But their striking claim, based on careful empirical research, is that across all of those categories, the feeling of scarcity has quite similar effects. It puts people in a kind of cognitive tunnel, limiting what they are able to see. It depletes their self-control. It makes them more impulsive and sometimes a bit dumb. What we often consider a part of people’s basic character—an inability to learn, a propensity to anger or impatience—may well be a product of their feeling of scarcity. If any of us were similarly situated, we might end up with a character a lot like theirs. An insidious problem is that scarcity produces more scarcity. It creates its own trap.

Because they lack money, poor people must focus intensely on the economic consequences of expenditures that wealthy people consider trivial and not worth worrying over. Those without a lot of time have to hoard their minutes, and they may have trouble planning for the long term. The cash-poor and the time-poor have much in common with lonely people, for whom relationships with others are scarce. When people struggle with scarcity, their minds are intensely occupied, even taken over, by what they lack.

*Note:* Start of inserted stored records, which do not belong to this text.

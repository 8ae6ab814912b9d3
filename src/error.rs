//! Error types for the token toolkit

use solana_client::client_error::ClientError;
use thiserror::Error;

/// Toolkit-level errors
#[derive(Error, Debug)]
pub enum ToolkitError {
    /// Configuration error
    #[error("Configuration error: {0}")]
    Config(String),

    /// Address that does not parse as a base58 public key
    #[error("Invalid address '{input}': {reason}")]
    InvalidAddress { input: String, reason: String },

    /// Secret key or keypair file that cannot be loaded
    #[error("Invalid keypair: {0}")]
    InvalidKeypair(String),

    /// Amount rejected before any network call
    #[error("Invalid amount: {0}")]
    InvalidAmount(String),

    /// Payer balance below the configured floor
    #[error("Insufficient balance: have {have} lamports, need at least {need}")]
    InsufficientBalance { have: u64, need: u64 },

    /// Account does not exist on the cluster
    #[error("Account not found: {0}")]
    AccountNotFound(String),

    /// RPC/Solana error
    #[error("RPC error: {0}")]
    Rpc(String),

    /// Instruction could not be built
    #[error("Instruction error: {0}")]
    Instruction(String),

    /// On-chain state did not match what was submitted
    #[error("Verification failed: {0}")]
    VerificationFailed(String),

    /// Every configured endpoint failed
    #[error("All RPC endpoints exhausted after {attempts} attempts: {last_error}")]
    EndpointsExhausted { attempts: u32, last_error: String },

    /// Filesystem error
    #[error("I/O error: {0}")]
    Io(#[from] std::io::Error),

    /// JSON (de)serialization error
    #[error("JSON error: {0}")]
    Json(#[from] serde_json::Error),

    /// HTTP error from an off-chain API
    #[error("HTTP error: {0}")]
    Http(#[from] reqwest::Error),
}

impl ToolkitError {
    /// Whether another attempt (or another endpoint) may succeed.
    ///
    /// Only transport-level failures qualify; bad input and on-chain state
    /// problems fail the same way everywhere.
    pub fn is_retryable(&self) -> bool {
        matches!(self, ToolkitError::Rpc(_) | ToolkitError::Http(_))
    }

    pub fn invalid_address(input: &str, reason: impl ToString) -> Self {
        ToolkitError::InvalidAddress {
            input: input.to_string(),
            reason: reason.to_string(),
        }
    }
}

impl From<ClientError> for ToolkitError {
    fn from(err: ClientError) -> Self {
        ToolkitError::Rpc(err.to_string())
    }
}

impl From<config::ConfigError> for ToolkitError {
    fn from(err: config::ConfigError) -> Self {
        ToolkitError::Config(err.to_string())
    }
}

/// Result type for toolkit operations
pub type ToolkitResult<T> = Result<T, ToolkitError>;

#[cfg(test)]
mod tests {
    use super::*;

    #[test]
    fn test_retryable_classification() {
        assert!(ToolkitError::Rpc("connection reset".into()).is_retryable());
        assert!(!ToolkitError::InvalidAmount("zero".into()).is_retryable());
        assert!(!ToolkitError::InsufficientBalance { have: 1, need: 2 }.is_retryable());
        assert!(!ToolkitError::invalid_address("abc", "bad").is_retryable());
    }

    #[test]
    fn test_error_display() {
        let err = ToolkitError::EndpointsExhausted {
            attempts: 3,
            last_error: "timeout".into(),
        };
        assert_eq!(
            err.to_string(),
            "All RPC endpoints exhausted after 3 attempts: timeout"
        );
    }
}
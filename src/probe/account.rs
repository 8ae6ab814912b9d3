//! Account existence and balance checks.

use crate::error::ToolkitResult;
use crate::keys::{lamports_to_sol, parse_pubkey};
use crate::rpc::{EndpointPool, LedgerRpc};
use serde::{Deserialize, Serialize};
use solana_sdk::{account::Account, pubkey::Pubkey};
use std::time::Duration;

/// Result of looking up one address
#[derive(Debug, Clone, PartialEq, Serialize, Deserialize)]
pub struct AccountCheck {
    pub address: String,
    pub exists: bool,
    #[serde(skip_serializing_if = "Option::is_none")]
    pub lamports: Option<u64>,
    #[serde(skip_serializing_if = "Option::is_none")]
    pub owner: Option<String>,
    #[serde(skip_serializing_if = "Option::is_none")]
    pub data_size: Option<usize>,
    #[serde(skip_serializing_if = "Option::is_none")]
    pub executable: Option<bool>,
    #[serde(skip_serializing_if = "Option::is_none")]
    pub error: Option<String>,
}

impl AccountCheck {
    fn missing(address: &str, error: impl Into<String>) -> Self {
        Self {
            address: address.to_string(),
            exists: false,
            lamports: None,
            owner: None,
            data_size: None,
            executable: None,
            error: Some(error.into()),
        }
    }
}

/// Look up an address. Parse failures, RPC failures and missing accounts
/// all come back as `exists: false` with the reason in `error`.
pub async fn check_account(rpc: &dyn LedgerRpc, address: &str) -> AccountCheck {
    let pubkey = match parse_pubkey(address) {
        Ok(pubkey) => pubkey,
        Err(e) => return AccountCheck::missing(address, e.to_string()),
    };

    match rpc.get_account(&pubkey).await {
        Ok(account) => from_lookup(&pubkey, account),
        Err(e) => {
            tracing::warn!(address = %pubkey, error = %e, "Account lookup failed");
            AccountCheck::missing(&pubkey.to_string(), e.to_string())
        }
    }
}

fn from_lookup(pubkey: &Pubkey, account: Option<Account>) -> AccountCheck {
    match account {
        Some(account) => {
            tracing::debug!(address = %pubkey, lamports = account.lamports, "Account found");
            AccountCheck {
                address: pubkey.to_string(),
                exists: true,
                lamports: Some(account.lamports),
                owner: Some(account.owner.to_string()),
                data_size: Some(account.data.len()),
                executable: Some(account.executable),
                error: None,
            }
        }
        None => {
            tracing::debug!(address = %pubkey, "Account not found");
            AccountCheck::missing(&pubkey.to_string(), "Account not found")
        }
    }
}

/// Check a list of addresses sequentially, pausing between requests.
/// Each lookup goes through the endpoint pool.
pub async fn check_accounts(pool: &EndpointPool, addresses: &[String], delay: Duration) -> Vec<AccountCheck> {
    let mut results = Vec::with_capacity(addresses.len());

    for (index, address) in addresses.iter().enumerate() {
        if index > 0 && !delay.is_zero() {
            tokio::time::sleep(delay).await;
        }

        let check = match parse_pubkey(address) {
            Err(e) => AccountCheck::missing(address, e.to_string()),
            Ok(_) => match pool
                .run(|rpc| {
                    let address = address.clone();
                    async move { lookup(rpc.as_ref(), &address).await }
                })
                .await
            {
                Ok(found) => found.value,
                Err(e) => AccountCheck::missing(address, e.to_string()),
            },
        };
        results.push(check);
    }

    results
}

/// Like `check_account`, but keeps transport errors as errors so the
/// endpoint pool can retry them.
async fn lookup(rpc: &dyn LedgerRpc, address: &str) -> ToolkitResult<AccountCheck> {
    let pubkey = parse_pubkey(address)?;
    let account = rpc.get_account(&pubkey).await?;
    Ok(from_lookup(&pubkey, account))
}

/// Summary counts for a batch of checks
#[derive(Debug, Clone, Copy, PartialEq, Serialize, Deserialize)]
pub struct CheckSummary {
    pub total: usize,
    pub found: usize,
    pub success_rate: f64,
}

pub fn summarize(checks: &[AccountCheck]) -> CheckSummary {
    let total = checks.len();
    let found = checks.iter().filter(|c| c.exists).count();
    let success_rate = if total == 0 {
        0.0
    } else {
        found as f64 / total as f64 * 100.0
    };
    CheckSummary {
        total,
        found,
        success_rate,
    }
}

/// Payer (and optional target) balance report
#[derive(Debug, Clone, PartialEq, Serialize, Deserialize)]
pub struct BalanceReport {
    pub endpoint: String,
    pub payer: String,
    pub payer_lamports: u64,
    pub payer_sol: f64,
    #[serde(skip_serializing_if = "Option::is_none")]
    pub target: Option<String>,
    #[serde(skip_serializing_if = "Option::is_none")]
    pub target_lamports: Option<u64>,
    #[serde(skip_serializing_if = "Option::is_none")]
    pub target_sol: Option<f64>,
    pub payer_account: AccountCheck,
}

pub async fn check_balance(
    rpc: &dyn LedgerRpc,
    payer: &Pubkey,
    target: Option<&str>,
) -> ToolkitResult<BalanceReport> {
    let payer_lamports = rpc.get_balance(payer).await?;
    tracing::info!(payer = %payer, lamports = payer_lamports, "Payer balance");

    let target = target.map(parse_pubkey).transpose()?;
    let target_lamports = match &target {
        Some(target) => Some(rpc.get_balance(target).await?),
        None => None,
    };

    let payer_account = check_account(rpc, &payer.to_string()).await;

    Ok(BalanceReport {
        endpoint: rpc.endpoint().to_string(),
        payer: payer.to_string(),
        payer_lamports,
        payer_sol: lamports_to_sol(payer_lamports),
        target: target.map(|t| t.to_string()),
        target_lamports,
        target_sol: target_lamports.map(lamports_to_sol),
        payer_account,
    })
}
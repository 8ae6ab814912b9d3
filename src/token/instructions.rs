//! Instruction builders for the token flows.
//!
//! Amounts are checked here, so a zero amount never reaches an RPC call.
//! The `spl_token_2022` builders accept both the classic SPL Token program
//! and Token-2022 as `program_id`.

use super::AuthorityKind;
use crate::error::{ToolkitError, ToolkitResult};
use crate::keys::validate_amount;
use crate::probe::layout::MINT_LEN;
use solana_sdk::{instruction::Instruction, pubkey::Pubkey};
use spl_associated_token_account::{
    get_associated_token_address_with_program_id,
    instruction::create_associated_token_account_idempotent,
};
use spl_token_2022::instruction::{self as token_instruction, AuthorityType};

/// Largest decimals value for which `10^decimals` fits in u64
pub const MAX_DECIMALS: u8 = 19;

pub fn associated_token_address(owner: &Pubkey, mint: &Pubkey, program_id: &Pubkey) -> Pubkey {
    get_associated_token_address_with_program_id(owner, mint, program_id)
}

/// `create_account` + `initialize_mint2` for a new mint
pub fn create_mint(
    payer: &Pubkey,
    mint: &Pubkey,
    rent_lamports: u64,
    mint_authority: &Pubkey,
    freeze_authority: Option<&Pubkey>,
    decimals: u8,
    program_id: &Pubkey,
) -> ToolkitResult<Vec<Instruction>> {
    if decimals > MAX_DECIMALS {
        return Err(ToolkitError::InvalidAmount(format!(
            "decimals must be at most {}, got {}",
            MAX_DECIMALS, decimals
        )));
    }

    let create = solana_system_interface::instruction::create_account(
        payer,
        mint,
        rent_lamports,
        MINT_LEN as u64,
        program_id,
    );
    let initialize = token_instruction::initialize_mint2(
        program_id,
        mint,
        mint_authority,
        freeze_authority,
        decimals,
    )
    .map_err(instruction_error)?;

    Ok(vec![create, initialize])
}

/// Idempotent ATA creation for `owner` + `mint_to_checked` into it
pub fn mint_to(
    payer: &Pubkey,
    mint: &Pubkey,
    owner: &Pubkey,
    authority: &Pubkey,
    amount: u64,
    decimals: u8,
    program_id: &Pubkey,
) -> ToolkitResult<Vec<Instruction>> {
    validate_amount(amount, "mint amount")?;
    let destination = associated_token_address(owner, mint, program_id);

    let create_ata = create_associated_token_account_idempotent(payer, owner, mint, program_id);
    let mint_ix = token_instruction::mint_to_checked(
        program_id,
        mint,
        &destination,
        authority,
        &[],
        amount,
        decimals,
    )
    .map_err(instruction_error)?;

    Ok(vec![create_ata, mint_ix])
}

/// `transfer_checked` between the ATAs of `owner` and `recipient`, creating
/// the recipient's ATA if needed. An optional memo is attached.
pub fn transfer(
    owner: &Pubkey,
    mint: &Pubkey,
    recipient: &Pubkey,
    amount: u64,
    decimals: u8,
    memo: Option<&str>,
    program_id: &Pubkey,
) -> ToolkitResult<Vec<Instruction>> {
    validate_amount(amount, "transfer amount")?;
    let source = associated_token_address(owner, mint, program_id);
    let destination = associated_token_address(recipient, mint, program_id);

    let mut instructions = vec![create_associated_token_account_idempotent(
        owner, recipient, mint, program_id,
    )];
    instructions.push(
        token_instruction::transfer_checked(
            program_id,
            &source,
            mint,
            &destination,
            owner,
            &[],
            amount,
            decimals,
        )
        .map_err(instruction_error)?,
    );
    if let Some(memo) = memo.filter(|m| !m.is_empty()) {
        instructions.push(spl_memo::build_memo(memo.as_bytes(), &[owner]));
    }

    Ok(instructions)
}

/// `burn_checked` from the owner's ATA
pub fn burn(
    owner: &Pubkey,
    mint: &Pubkey,
    amount: u64,
    decimals: u8,
    program_id: &Pubkey,
) -> ToolkitResult<Instruction> {
    validate_amount(amount, "burn amount")?;
    let account = associated_token_address(owner, mint, program_id);
    token_instruction::burn_checked(program_id, &account, mint, owner, &[], amount, decimals)
        .map_err(instruction_error)
}

/// `set_authority` on the mint; `None` revokes
pub fn set_mint_authority(
    mint: &Pubkey,
    current: &Pubkey,
    new_authority: Option<&Pubkey>,
    kind: AuthorityKind,
    program_id: &Pubkey,
) -> ToolkitResult<Instruction> {
    let authority_type = match kind {
        AuthorityKind::Mint => AuthorityType::MintTokens,
        AuthorityKind::Freeze => AuthorityType::FreezeAccount,
    };
    token_instruction::set_authority(program_id, mint, new_authority, authority_type, current, &[])
        .map_err(instruction_error)
}

fn instruction_error(err: impl std::fmt::Display) -> ToolkitError {
    ToolkitError::Instruction(err.to_string())
}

Mullainathan and Shafir offer a somewhat macabre illustration. Toward the end of World War II, the Allies knew that they would find a lot of Europeans on the edge of starvation, and they wanted to learn exactly how they should start to feed those whom they were liberating. Are full meals a good idea? Should they begin with small quantities? To answer these questions, researchers at the University of Minnesota engaged in an experiment with healthy male volunteers whose calories were reduced to the point right above the level where they would be permanently harmed. The most surprising finding was psychological. The men became not merely hungry but completely focused on food:

Obsessions developed around cookbooks and menus from local restaurants. Some men could spend hours comparing the prices of fruits and vegetables from one newspaper to the next. Some planned now to go into agriculture. They dreamed of new careers as restaurant owners…. When they went to the movies, only the scenes with food held their interest.

A participant in the study recalled the experience as horrific, not so much “because of the physical discomfort, but because it made food the most important thing in one’s life…food became the one central and only thing really in one’s life.” For Mullainathan and Shafir, the central point is that “scarcity captures the mind.”

Here’s a less grisly illustration. Researchers asked people to view a screen with words flashing across it very quickly (1/30 of second), and to say whether they could identify those words. The words included RAKE, TAKE, and CAKE. Participants were invited to come to the lab three or four hours before the experiment began; some of them were asked to go out and get lunch during that time, while others ate nothing. In general, the hungry participants did about as well on the test as those who had eaten. But they did a lot better on food-related words. When the word CAKE was onscreen, they saw it, even when it escaped the attention of those who had had lunch. Importantly, they saw it subconsciously, not deliberately; the flash was far too fast to allow any kind of conscious control. (For people who are thirsty, the same test works with words like WATER.)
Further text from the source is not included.